→ Exercise: Everything in the listing below from the line containing "pub fn injection_script(&self, token: &str)" through the line containing "el.value = token;" must be repeated exactly; the remaining lines are not wanted.

___ Data to use

//! Optional CAPTCHA solving through an external service.

use std::time::Duration;

use async_trait::async_trait;
use reqwest::Client;
use serde::Deserialize;
use tracing::{debug, info};

use crate::{Result, SearchError};

/// Challenge families the solver understands.
#[derive(Debug, Clone, Copy, PartialEq, Eq)]
pub enum CaptchaKind {
    HCaptcha,
    ReCaptchaV2,
}

impl CaptchaKind {
    /// Guesses the challenge family from the marker element's selector.
    pub fn detect(marker: &str) -> Self {
        if marker.contains("h-captcha") || marker.contains("hcaptcha") {
            Self::HCaptcha
        } else {
            Self::ReCaptchaV2
        }
    }

    /// Name of the textarea the page reads the solved token from.
    pub fn response_field(&self) -> &'static str {
        match self {
            Self::HCaptcha => "h-captcha-response",
            Self::ReCaptchaV2 => "g-recaptcha-response",
        }
    }
}

/// A challenge found on a result page.
#[derive(Debug, Clone, PartialEq, Eq)]
pub struct CaptchaChallenge {
    pub kind: CaptchaKind,
    pub site_key: String,
    pub page_url: String,
}

impl CaptchaChallenge {
    /// Script that writes `token` into the response fields and submits the
    /// enclosing form.
    pub fn injection_script(&self, token: &str) -> String {
        let field = self.kind.response_field();
        // serde_json string encoding doubles as JS string escaping
        let token = serde_json::Value::String(token.to_string()).to_string();
        format!(
            r#"(() => {{
    const token = {token};
    document.querySelectorAll('[name="{field}"], #{field}').forEach((el) => {{
        el.value = token;
        el.innerHTML = token;
    }});
    const form = document.querySelector('[name="{field}"]')?.closest('form') || document.querySelector('form');
    if (form) {{ form.submit(); }}
}})()"#
        )
    }
}

/// Turns a challenge into a response token.
#[async_trait]
pub trait CaptchaSolver: Send + Sync {
    async fn solve(&self, challenge: &CaptchaChallenge) -> Result<String>;
}

#[derive(Debug, Deserialize)]
struct ApiResponse {
    status: u8,
    request: String,
}

const NOT_READY: &str = "CAPCHA_NOT_READY";

/// Client for the 2captcha.com API.
pub struct TwoCaptcha {
    client: Client,
    api_key: String,
    base_url: String,
    poll_interval: Duration,
    max_polls: u32,
}

impl TwoCaptcha {
    pub fn new(api_key: impl Into<String>) -> Self {
        Self {
            client: Client::new(),
            api_key: api_key.into(),
            base_url: "https://2captcha.com".to_string(),
            poll_interval: Duration::from_secs(5),
            max_polls: 24,
        }
    }

    /// Points the client at another API host.
    pub fn with_base_url(mut self, base_url: impl Into<String>) -> Self {
        self.base_url = base_url.into().trim_end_matches('/').to_string();
        self
    }

    pub fn with_polling(mut self, interval: Duration, max_polls: u32) -> Self {
        self.poll_interval = interval;
        self.max_polls = max_polls.max(1);
        self
    }

    async fn call(&self, path: &str, params: &[(&str, &str)]) -> Result<ApiResponse> {
        let response = self
            .client
            .get(format!("{}/{}", self.base_url, path))
            .query(&[("key", self.api_key.as_str()), ("json", "1")])
            .query(params)
            .send()
            .await
            .map_err(|e| SearchError::CaptchaSolver(e.to_string()))?;
        response
            .json::<ApiResponse>()
            .await
            .map_err(|e| SearchError::CaptchaSolver(format!("invalid response: {}", e)))
    }

    async fn submit(&self, challenge: &CaptchaChallenge) -> Result<String> {
        let (method, key_param) = match challenge.kind {
            CaptchaKind::HCaptcha => ("hcaptcha", "sitekey"),
            CaptchaKind::ReCaptchaV2 => ("userrecaptcha", "googlekey"),
        };
        let response = self
            .call(
                "in.php",
                &[
                    ("method", method),
                    (key_param, challenge.site_key.as_str()),
                    ("pageurl", challenge.page_url.as_str()),
                ],
            )
            .await?;
        if response.status != 1 {
            return Err(SearchError::CaptchaSolver(response.request));
        }
        Ok(response.request)
    }
}

#[async_trait]
impl CaptchaSolver for TwoCaptcha {
    async fn solve(&self, challenge: &CaptchaChallenge) -> Result<String> {
        let id = self.submit(challenge).await?;
        info!(id = %id, kind = ?challenge.kind, "Captcha submitted to solver");

        for attempt in 1..=self.max_polls {
            tokio::time::sleep(self.poll_interval).await;
            let response = self
                .call("res.php", &[("action", "get"), ("id", id.as_str())])
                .await?;
            match (response.status, response.request.as_str()) {
                (1, _) => return Ok(response.request),
                (_, NOT_READY) => debug!(attempt, "Captcha not ready yet"),
                _ => return Err(SearchError::CaptchaSolver(response.request)),
            }
        }
        Err(SearchError::CaptchaSolver(format!(
            "no solution after {} polls",
            self.max_polls
        )))
    }
}

#[cfg(test)]
mod tests {
    use super::*;
    use wiremock::matchers::{method, path, query_param};
    use wiremock::{Mock, MockServer, ResponseTemplate};

    fn challenge() -> CaptchaChallenge {
        CaptchaChallenge {
            kind: CaptchaKind::HCaptcha,
            site_key: "site-123".to_string(),
            page_url: "https://search.brave.com/search?q=cat".to_string(),
        }
    }

    fn solver(server: &MockServer) -> TwoCaptcha {
        TwoCaptcha::new("secret")
            .with_base_url(server.uri())
            .with_polling(Duration::from_millis(10), 5)
    }

    #[test]
    fn test_detect_kind() {
        assert_eq!(CaptchaKind::detect("div.h-captcha"), CaptchaKind::HCaptcha);
        assert_eq!(CaptchaKind::detect("div#recaptcha"), CaptchaKind::ReCaptchaV2);
    }

    #[test]
    fn test_injection_script_escapes_token() {
        let script = challenge().injection_script(r#"abc"'</script>"#);
        assert!(script.contains(r#"const token = "abc\"'</script>";"#));
        assert!(script.contains("h-captcha-response"));
        assert!(script.contains("form.submit()"));
    }

    #[tokio::test]
    async fn test_solve_polls_until_ready() {
        let server = MockServer::start().await;
        Mock::given(method("GET"))
            .and(path("/in.php"))
            .and(query_param("method", "hcaptcha"))
            .and(query_param("sitekey", "site-123"))
            .and(query_param("key", "secret"))
            .respond_with(
                ResponseTemplate::new(200).set_body_string(r#"{"status":1,"request":"42"}"#),
            )
            .mount(&server)
            .await;
        Mock::given(method("GET"))
            .and(path("/res.php"))
            .and(query_param("id", "42"))
            .respond_with(
                ResponseTemplate::new(200)
                    .set_body_string(r#"{"status":0,"request":"CAPCHA_NOT_READY"}"#),
            )
            .up_to_n_times(2)
            .mount(&server)
            .await;
        Mock::given(method("GET"))
            .and(path("/res.php"))
            .respond_with(
                ResponseTemplate::new(200).set_body_string(r#"{"status":1,"request":"TOKEN"}"#),
            )
            .mount(&server)
            .await;

        let token = solver(&server).solve(&challenge()).await.unwrap();
        assert_eq!(token, "TOKEN");
    }

    #[tokio::test]
    async fn test_solve_rejected_submission() {
        let server = MockServer::start().await;
        Mock::given(path("/in.php"))
            .respond_with(
                ResponseTemplate::new(200)
                    .set_body_string(r#"{"status":0,"request":"ERROR_WRONG_USER_KEY"}"#),
            )
            .mount(&server)
            .await;

        let err = solver(&server).solve(&challenge()).await.unwrap_err();
        match err {
            SearchError::CaptchaSolver(msg) => assert_eq!(msg, "ERROR_WRONG_USER_KEY"),
            other => panic!("unexpected error: {other}"),
        }
    }

    #[tokio::test]
    async fn test_solve_gives_up() {
        let server = MockServer::start().await;
        Mock::given(path("/in.php"))
            .respond_with(
                ResponseTemplate::new(200).set_body_string(r#"{"status":1,"request":"7"}"#),
            )
            .mount(&server)
            .await;
        Mock::given(path("/res.php"))
            .respond_with(
                ResponseTemplate::new(200)
                    .set_body_string(r#"{"status":0,"request":"CAPCHA_NOT_READY"}"#),
            )
            .mount(&server)
            .await;

        let err = solver(&server).solve(&challenge()).await.unwrap_err();
        assert!(matches!(err, SearchError::CaptchaSolver(_)));
    }
}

______

→ Output for this task:
    pub fn injection_script(&self, token: &str) -> String {
        let field = self.kind.response_field();
        // serde_json string encoding doubles as JS string escaping
        let token = serde_json::Value::String(token.to_string()).to_string();
        format!(
            r#"(() => {{
    const token = {token};
    document.querySelectorAll('[name="{field}"], #{field}').forEach((el) => {{
        el.value = token;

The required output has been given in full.